Still other players opt to disregard EQ’s built-in content and do their own thing. That, too, is something VanCouvering and the other designers reserve space for within their designs. One player may set up shop as a makeshift vendor outside a zone, selling rare goods at a premium to adventurers willing to pay for them. Other impromptu activities may not have any basis in EQ’s world at all, but are equally viable.

“If they just want to play hide-and-go-seek, they don't need me for that. I'm just trying to give them a setting to play in. Building an MMO area is rougher than telling a story, I think, because you need places that feel like people live there, monsters that belong in that space, and places for players to run around and do whatever they want outside the story.”
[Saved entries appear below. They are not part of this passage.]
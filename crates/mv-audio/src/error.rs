use mv_core::CoreError;
use thiserror::Error;

/// Errors originating from the audio module.
#[derive(Error, Debug)]
pub enum AudioError {
    /// The file could not be opened.
    #[error("Impossible d'ouvrir {path} : {source}")]
    Open {
        /// Path that failed to open.
        path: String,
        /// Underlying I/O error.
        source: std::io::Error,
    },

    /// Unsupported audio format.
    #[error("Format audio non supporté : {0}")]
    UnsupportedFormat(String),

    /// The container has no decodable audio track.
    #[error("Aucune piste audio trouvée")]
    NoTrack,

    /// Audio decode error.
    #[error("Erreur de décodage : {0}")]
    DecodeError(String),

    /// Sample rate conversion failed.
    #[error("Erreur de rééchantillonnage : {0}")]
    Resample(String),

    /// Decoded data did not form a valid waveform.
    #[error(transparent)]
    Waveform(#[from] CoreError),
}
TIMES HAVE CHANGED, and so has the EQ development team’s frantic schedule—in that it’s much less frantic than it was in the halcyon days of EverQuest ’99, the launch of EverQuest II, and the first dozen or so expansion sets.

“We know how to manage our time better,” VanCouvering said. “We're significantly more efficient, and our tools are better, so there aren't a lot of late nights and weekends. I think we get along better because we're not so stressed all the time. There's stress, but things aren't frantic. It's easier for us to sit down, have lunch, and chat. It's more of a family than it was back then.”

One thing that remains constant for VanCouvering is the emotions he feels when players share how deeply EverQuest has touched their lives. “A mother wrote in to say that the only time her son, who'd been diagnosed with cancer, was happy was when he was playing the game. That was amazing and sad.”

Other notes are less emotional, and more didactic. On one occasion, developers received a 13-page letter from a player listing myriad ways the game could be improved. Far from being annoyed or defensive, VanCouvering was impressed.

“Think about that: Somebody took the time to write that, printed it out, put it in a tube, and mailed it to us. They could have just typed something on the forums, but they sent us an actual letter. We get cake and cookies almost every year from somebody. It's always nice to realize somebody still cares.”